Your task: A bare number is the only acceptable answer: how many lines of these entries include "delimited"?

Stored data
• • •

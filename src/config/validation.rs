use std::net::SocketAddr;

use crate::config::models::EngineConfig;

/// Validation result type alias
pub type ValidationResult<T> = Result<T, ValidationError>;

/// Validation error types
#[derive(Debug, thiserror::Error, Clone)]
pub enum ValidationError {
    #[error("Invalid listen address '{address}': {reason}")]
    InvalidListenAddress { address: String, reason: String },

    #[error("Invalid field '{field}': {message}")]
    InvalidField { field: String, message: String },
}

/// Engine configuration validator
pub struct EngineConfigValidator;

impl EngineConfigValidator {
    /// Validate the entire configuration
    pub fn validate(config: &EngineConfig) -> ValidationResult<()> {
        Self::validate_listen_address(&config.listen_addr)?;
        Self::validate_base_url(config.base_url.as_deref())?;
        Ok(())
    }

    fn validate_listen_address(address: &str) -> ValidationResult<()> {
        address
            .parse::<SocketAddr>()
            .map(|_| ())
            .map_err(|e| ValidationError::InvalidListenAddress {
                address: address.to_string(),
                reason: e.to_string(),
            })
    }

    fn validate_base_url(base_url: Option<&str>) -> ValidationResult<()> {
        match base_url {
            None => Ok(()),
            Some(url) if url.starts_with('/') || url.contains("://") => Ok(()),
            Some(url) => Err(ValidationError::InvalidField {
                field: "base_url".to_string(),
                message: format!("'{url}' must be an absolute path or a full URL"),
            }),
        }
    }
}
//! The set of HTTP verbs the route table supports.
use std::{fmt, str::FromStr};

use serde::{Deserialize, Serialize};

use crate::error::MethodParseError;

/// One of the seven verbs a route may be registered under.
#[derive(Debug, Clone, Copy, PartialEq, Eq, Hash, Serialize, Deserialize)]
#[serde(rename_all = "UPPERCASE")]
pub enum Method {
    Get,
    Post,
    Put,
    Patch,
    Delete,
    Options,
    Head,
}

impl Method {
    /// Every supported verb, in the order buckets are created.
    pub const ALL: [Method; 7] = [
        Method::Get,
        Method::Post,
        Method::Put,
        Method::Patch,
        Method::Delete,
        Method::Options,
        Method::Head,
    ];

    pub fn as_str(&self) -> &'static str {
        match self {
            Method::Get => "GET",
            Method::Post => "POST",
            Method::Put => "PUT",
            Method::Patch => "PATCH",
            Method::Delete => "DELETE",
            Method::Options => "OPTIONS",
            Method::Head => "HEAD",
        }
    }

    /// Parse a pipe-delimited method spec such as `"GET"` or `"GET|POST"`.
    pub fn parse_spec(spec: &str) -> Result<Vec<Method>, MethodParseError> {
        spec.split('|').map(|token| token.trim().parse()).collect()
    }
}

impl fmt::Display for Method {
    fn fmt(&self, f: &mut fmt::Formatter<'_>) -> fmt::Result {
        f.write_str(self.as_str())
    }
}

impl FromStr for Method {
    type Err = MethodParseError;

    fn from_str(s: &str) -> Result<Self, Self::Err> {
        match s.to_ascii_uppercase().as_str() {
            "GET" => Ok(Method::Get),
            "POST" => Ok(Method::Post),
            "PUT" => Ok(Method::Put),
            "PATCH" => Ok(Method::Patch),
            "DELETE" => Ok(Method::Delete),
            "OPTIONS" => Ok(Method::Options),
            "HEAD" => Ok(Method::Head),
            other => Err(MethodParseError(other.to_string())),
        }
    }
}

#[cfg(test)]
mod tests {
    use super::*;

    #[test]
    fn test_parse_single_method() {
        assert_eq!("GET".parse::<Method>().unwrap(), Method::Get);
        assert_eq!("delete".parse::<Method>().unwrap(), Method::Delete);
    }

    #[test]
    fn test_parse_spec() {
        let methods = Method::parse_spec("GET|POST").unwrap();
        assert_eq!(methods, vec![Method::Get, Method::Post]);
    }

    #[test]
    fn test_parse_unknown_method() {
        let err = "TRACE".parse::<Method>().unwrap_err();
        assert_eq!(err.0, "TRACE");
    }
}
//! The method-indexed route table.
//!
//! Each supported verb owns an ordered bucket of routes; registration
//! order is match order, and duplicate patterns are never merged. A route
//! registered for several verbs is one shared record appearing in each
//! bucket.
use std::{collections::HashMap, sync::Arc};

use crate::{
    core::{
        pattern::RoutePattern,
        route::{Route, RouteConfig},
    },
    error::MethodParseError,
    http::method::Method,
    ports::handler::Handler,
};

/// A registry of routes, bucketed by HTTP method.
#[derive(Debug)]
pub struct RouteTable {
    buckets: HashMap<Method, Vec<Arc<Route>>>,
    case_sensitive: bool,
}

impl Default for RouteTable {
    fn default() -> Self {
        Self::new()
    }
}

impl RouteTable {
    pub fn new() -> Self {
        Self {
            buckets: Method::ALL
                .iter()
                .map(|method| (*method, Vec::new()))
                .collect(),
            case_sensitive: false,
        }
    }

    /// Whether match attempts compare paths case-sensitively. Applies
    /// globally, at match time.
    pub fn case_sensitive(&self) -> bool {
        self.case_sensitive
    }

    pub fn set_case_sensitive(&mut self, case_sensitive: bool) {
        self.case_sensitive = case_sensitive;
    }

    /// Map a URL pattern to a handler.
    ///
    /// The pattern may carry a space-delimited method spec prefix, e.g.
    /// `"GET /users"` or `"GET|POST /form"`; without one the route is
    /// registered under every supported verb. Returns the created route.
    pub fn register<H>(
        &mut self,
        spec: &str,
        handler: H,
        config: RouteConfig,
    ) -> Result<Arc<Route>, MethodParseError>
    where
        H: Handler + 'static,
    {
        let spec = spec.trim();
        let (methods, pattern) = match spec.split_once(' ') {
            Some((method_spec, pattern)) => (Method::parse_spec(method_spec)?, pattern.trim()),
            None => (Method::ALL.to_vec(), spec),
        };

        let route = Arc::new(Route::new(
            RoutePattern::new(pattern),
            Arc::new(handler),
            methods.clone(),
            config,
        ));

        tracing::debug!(pattern, methods = ?route.methods(), "registered route");

        for method in methods {
            if let Some(bucket) = self.buckets.get_mut(&method) {
                bucket.push(route.clone());
            }
        }

        Ok(route)
    }

    /// Shorthand for `register("GET <pattern>", ..)`.
    pub fn get<H: Handler + 'static>(
        &mut self,
        pattern: &str,
        handler: H,
        config: RouteConfig,
    ) -> Result<Arc<Route>, MethodParseError> {
        self.register(&format!("GET {pattern}"), handler, config)
    }

    /// Shorthand for `register("POST <pattern>", ..)`.
    pub fn post<H: Handler + 'static>(
        &mut self,
        pattern: &str,
        handler: H,
        config: RouteConfig,
    ) -> Result<Arc<Route>, MethodParseError> {
        self.register(&format!("POST {pattern}"), handler, config)
    }

    /// Shorthand for `register("PUT <pattern>", ..)`.
    pub fn put<H: Handler + 'static>(
        &mut self,
        pattern: &str,
        handler: H,
        config: RouteConfig,
    ) -> Result<Arc<Route>, MethodParseError> {
        self.register(&format!("PUT {pattern}"), handler, config)
    }

    /// Shorthand for `register("PATCH <pattern>", ..)`.
    pub fn patch<H: Handler + 'static>(
        &mut self,
        pattern: &str,
        handler: H,
        config: RouteConfig,
    ) -> Result<Arc<Route>, MethodParseError> {
        self.register(&format!("PATCH {pattern}"), handler, config)
    }

    /// Shorthand for `register("DELETE <pattern>", ..)`.
    pub fn delete<H: Handler + 'static>(
        &mut self,
        pattern: &str,
        handler: H,
        config: RouteConfig,
    ) -> Result<Arc<Route>, MethodParseError> {
        self.register(&format!("DELETE {pattern}"), handler, config)
    }

    /// Shorthand for `register("OPTIONS <pattern>", ..)`.
    pub fn options<H: Handler + 'static>(
        &mut self,
        pattern: &str,
        handler: H,
        config: RouteConfig,
    ) -> Result<Arc<Route>, MethodParseError> {
        self.register(&format!("OPTIONS {pattern}"), handler, config)
    }

    /// Shorthand for `register("HEAD <pattern>", ..)`.
    pub fn head<H: Handler + 'static>(
        &mut self,
        pattern: &str,
        handler: H,
        config: RouteConfig,
    ) -> Result<Arc<Route>, MethodParseError> {
        self.register(&format!("HEAD {pattern}"), handler, config)
    }

    /// The candidate routes for a method, in registration order.
    pub fn candidates(&self, method: Method) -> &[Arc<Route>] {
        self.buckets
            .get(&method)
            .map(Vec::as_slice)
            .unwrap_or(&[])
    }

    /// Remove every registered route.
    pub fn clear(&mut self) {
        for bucket in self.buckets.values_mut() {
            bucket.clear();
        }
    }

    /// Total number of registrations across all buckets.
    pub fn len(&self) -> usize {
        self.buckets.values().map(Vec::len).sum()
    }

    pub fn is_empty(&self) -> bool {
        self.buckets.values().all(Vec::is_empty)
    }
}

• • •

Answer section: 2